“Jeremiah’s Wives” sets the stage ablaze

PATIENCE MUSA

There are books. And then, there are experiences disguised as books—books that ask to be read not just with the mind, but with the pulse. Books that dare to whisper inconvenient truths while entertaining with a wicked glint in the eye. Ray Mawerera’s latest offering, Jeremiah’s Wives, is exactly that kind of book—an elegant contradiction, as complex as the African social condition it seeks to reflect.

There’s something quietly subversive about Ray Mawerera’s Jeremiah’s Wives—a collection of short stories that arrives not with the pomp of a bestseller, but with the gentle force of a well-told secret, passed from one fireside to another.

The stories hum with the rhythm of lived life—ours, our neighbour’s, our grandmother’s. Rooted in the contradictions of African societies navigating modernity, tradition, love, betrayal, abuse, and the messiness in between, Mawerera’s work does not seek to explain these complexities. Instead, it lays them bare. It dares you to look. And to look again.

The title story, from which the collection takes its name, introduces Jeremiah—a fictional character who feels almost too real. A man caught not in the glory but in the everyday drag of a polygamous union, justified, he claims, by “force of circumstance.” But his neighbours see a different story: the stereotypical wealthy man with too many wives and too much ego. Reality, however, is rarely that linear. Through the eyes of three vastly different women who share his name, we discover that intersections are not always connections, and repetition does not mean resolution. Each character replays the past with their own edits, until the story fractures into truths that contradict and complete each other.

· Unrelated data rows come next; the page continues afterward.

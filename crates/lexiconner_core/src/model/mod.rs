//! Notecard domain model.
//!
//! # Responsibility
//! - Define the records exchanged between the repository and its callers.
//! - Validate drafts coming from editing surfaces.
//!
//! # Invariants
//! - A `NotecardId` is unique among live notecards.
//! - Storage itself enforces nothing on `front`/`back` content; drafts do.

pub mod notecard;
//! Connection bootstrap utilities for SQLite.
//!
//! # Responsibility
//! - Open file or in-memory SQLite connections for the storage actor.
//! - Configure connection pragmas required by core behavior.
//!
//! # Invariants
//! - Returned connections are in autocommit mode; the actor opens the
//!   lifetime transaction itself.
//! - Schema provisioning is not done here; it goes through the actor.

use super::DbResult;
use log::{error, info};
use rusqlite::Connection;
use std::path::Path;
use std::time::{Duration, Instant};

/// Opens a SQLite database file, creating it when absent.
///
/// # Side effects
/// - Emits `db_open` logging events with duration and status.
pub fn open_db(path: impl AsRef<Path>) -> DbResult<Connection> {
    open_with("file", || Connection::open(path))
}

/// Opens an in-memory SQLite database.
///
/// The database lives exactly as long as the returned connection, so it
/// disappears when the owning actor closes.
pub fn open_db_in_memory() -> DbResult<Connection> {
    open_with("memory", Connection::open_in_memory)
}

fn open_with(
    mode: &'static str,
    open: impl FnOnce() -> rusqlite::Result<Connection>,
) -> DbResult<Connection> {
    let started_at = Instant::now();
    info!("event=db_open module=db status=start mode={mode}");

    let conn = match open() {
        Ok(conn) => conn,
        Err(err) => {
            error!(
                "event=db_open module=db status=error mode={} duration_ms={} error_code=db_open_failed error={}",
                mode,
                started_at.elapsed().as_millis(),
                err
            );
            return Err(err.into());
        }
    };

    match configure_connection(&conn) {
        Ok(()) => {
            info!(
                "event=db_open module=db status=ok mode={} duration_ms={}",
                mode,
                started_at.elapsed().as_millis()
            );
            Ok(conn)
        }
        Err(err) => {
            error!(
                "event=db_open module=db status=error mode={} duration_ms={} error_code=db_configure_failed error={}",
                mode,
                started_at.elapsed().as_millis(),
                err
            );
            Err(err.into())
        }
    }
}

fn configure_connection(conn: &Connection) -> rusqlite::Result<()> {
    conn.busy_timeout(Duration::from_secs(5))?;
    Ok(())
}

Mawerera doesn’t romanticise the entanglements. He acknowledges the risk: “I wouldn’t be surprised if someone accused me of trying to justify polygamy,” he admits with a knowing laugh. Yet the stories resist such easy accusations. Rather, they pose uncomfortable questions: Is polygamy more honest than modern affairs conducted in secret? Does it offer stability or shatter trust? What does tradition owe to truth?

Beyond Jeremiah’s Wives, the collection is threaded with tales of power plays, mythologies, and everyday heartbreaks. There is Tamara, an innocent girl whose abuse is told without flinching. There are children navigating township streets with unexpected wisdom—like one who declares, “It doesn’t matter. We’re all in the gutter,” with a gravitas that leaves you breathless. That line, Mawerera says, tucked in the mischief of boyhood adventure, lingers with him most.

Many of the stories were written over years—some as far back as 2000. And yet, they speak with an eerie relevance to today’s Zimbabwe, where very little changes, even as everything changes. Research, memory, and overheard conversations blend in stories that feel both documentary and dreamlike. He writes visually, always nudging the reader to see what’s happening. Not just read it.

It is no wonder then that Mawerera chose to launch the book not with a quiet reading, but with a full-throated stage performance. A scene from the main story was adapted into a one-woman show, directed by the legendary Daves Guzha, brought to life by singer-turned-actress Buhle. Music by Gwevedzi carried the story’s emotional undercurrent. Evelyn—the third wife and a firestorm of charisma, manipulation, and wild unpredictability—delivered lines that sizzled. “I didn’t think my writing was as naughty as it came out on stage!” Mawerera chuckles, half in awe of his own creation. The audience was captivated. Eyes wide. Mouths agape. Nothing missed.

This theatrical moment wasn’t just an event; it was a declaration. That books could leap from the page. That launches could be visceral. That storytelling could be immersive again. “People enjoy seeing things done in ways they’ve never seen before,” he reflects. “Maybe it’s another way to help people find their way back to reading.”

And they are finding their way. Drawn by the cover—beautiful and mysterious—readers have begun sharing feedback, some already asking if this, too, will become a film. Or a longer play. The future may hold both. What’s certain is that Mawerera, who once pulled a story because a character refused to behave, still has more to say. Possibly through new books, new plays, or new formats altogether.

But Jeremiah’s Wives stands as its own triumph. It doesn’t hand over moral answers on a silver platter. It doesn’t pander. Instead, it entertains while gently unsettling. It asks you to stop assuming. To sit with contradictions. And to be okay with the idea that sometimes, stories don’t confirm what you thought you knew. They undo it.

If there’s a book you buy this year, let it be this one. Let it sit on your table. Let its stories interrupt your day. Because, as Mawerera shows us so vividly, nothing—not even love, tradition, or truth—is ever what it seems.